:: Dataset records
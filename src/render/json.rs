//! JSON page export
//!
//! A flattened view of the page: every stroke segment as a polyline in
//! absolute output coordinates, plus the non-empty text paragraphs. Values
//! are rounded to three decimals.

use std::io::Write;

use glam::DVec2;
use serde::Serialize;

use super::context::RenderContext;
use super::stroke::segments;
use super::{RenderOptions, bounding_box};
use crate::errors::{RenderError, Warning};
use crate::scene::{Group, SceneItem, SceneTree, Text};
use crate::types::BoundingBox;

const DECIMAL_PRECISION: i32 = 3;

#[derive(Clone, Debug, PartialEq, Serialize)]
pub struct Page {
    pub page_number: u32,
    pub width: f64,
    pub height: f64,
    pub lines: Vec<PolyLine>,
    pub texts: Vec<TextElement>,
}

#[derive(Clone, Debug, PartialEq, Serialize)]
pub struct PolyLine {
    /// CSS color, `rgb(r, g, b)`
    pub stroke: String,
    pub width: f64,
    pub opacity: f64,
    pub points: Vec<JsonPoint>,
}

#[derive(Clone, Copy, Debug, PartialEq, Serialize)]
pub struct JsonPoint {
    pub x: f64,
    pub y: f64,
}

#[derive(Clone, Debug, PartialEq, Serialize)]
pub struct TextElement {
    pub x: f64,
    pub y: f64,
    pub text: String,
}

fn round(v: f64) -> f64 {
    let factor = 10f64.powi(DECIMAL_PRECISION);
    let r = (v * factor).round() / factor;
    // normalise -0.0
    if r == 0.0 { 0.0 } else { r }
}

impl JsonPoint {
    fn new(p: DVec2) -> Self {
        Self {
            x: round(p.x),
            y: round(p.y),
        }
    }
}

/// Build the page object for `tree` without serializing it.
pub fn build_page(
    tree: &SceneTree,
    page_number: u32,
    options: &RenderOptions,
) -> Result<(Page, Vec<Warning>), RenderError> {
    let mut ctx = RenderContext::new(tree, options);
    let scaler = options.scaler;

    let bounds = bounding_box(&tree.root, &mut ctx, BoundingBox::page())?;
    let mut page = Page {
        page_number,
        width: round(scaler.len(bounds.width() + 1.0)),
        height: round(scaler.len(bounds.height() + 1.0)),
        lines: Vec::new(),
        texts: Vec::new(),
    };

    if let Some(text) = &tree.root_text {
        collect_texts(text, &mut page.texts, &mut ctx);
    }
    collect_lines(&tree.root, DVec2::ZERO, &mut page.lines, &mut ctx)?;

    crate::log::debug!(
        lines = page.lines.len(),
        texts = page.texts.len(),
        "json page"
    );
    Ok((page, ctx.warnings))
}

/// Serialize `tree` as a JSON page object into `out`.
pub fn tree_to_json<W: Write>(
    tree: &SceneTree,
    page_number: u32,
    out: &mut W,
    options: &RenderOptions,
) -> Result<Vec<Warning>, RenderError> {
    let (page, warnings) = build_page(tree, page_number, options)?;
    serde_json::to_writer(&mut *out, &page)?;
    Ok(warnings)
}

fn collect_texts(text: &Text, out: &mut Vec<TextElement>, ctx: &mut RenderContext<'_>) {
    let scaler = ctx.options.scaler;
    out.extend(ctx.place_text(text).into_iter().map(|placed| TextElement {
        x: round(scaler.len(placed.x)),
        y: round(scaler.len(placed.y)),
        text: placed.content,
    }));
}

/// `origin` is the accumulated translation of `group`'s parent, device units.
fn collect_lines(
    group: &Group,
    origin: DVec2,
    out: &mut Vec<PolyLine>,
    ctx: &mut RenderContext<'_>,
) -> Result<(), RenderError> {
    let origin = origin + ctx.anchor_offset(group)?;
    let scaler = ctx.options.scaler;

    for (id, child) in &group.children {
        match child {
            SceneItem::Group(g) => collect_lines(g, origin, out, ctx)?,
            SceneItem::Line(line) => {
                let Some(pen) = ctx.pen_for(*id, line) else {
                    continue;
                };
                out.extend(segments(line, &pen).into_iter().map(|seg| PolyLine {
                    stroke: seg.style.color.to_string(),
                    width: round(scaler.len(seg.style.width)),
                    opacity: round(seg.style.opacity),
                    points: seg
                        .points
                        .iter()
                        .map(|p| JsonPoint::new(scaler.point(origin + *p)))
                        .collect(),
                }));
            }
            SceneItem::GlyphRange(_) => {}
            SceneItem::Unsupported { kind } => {
                ctx.warn(Warning::UnsupportedItem {
                    item: *id,
                    kind: kind.clone(),
                });
            }
        }
    }
    Ok(())
}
::::
Prompt: After counting the lines above that include the word "BoundingBox", give only the number.

Expected answer: 2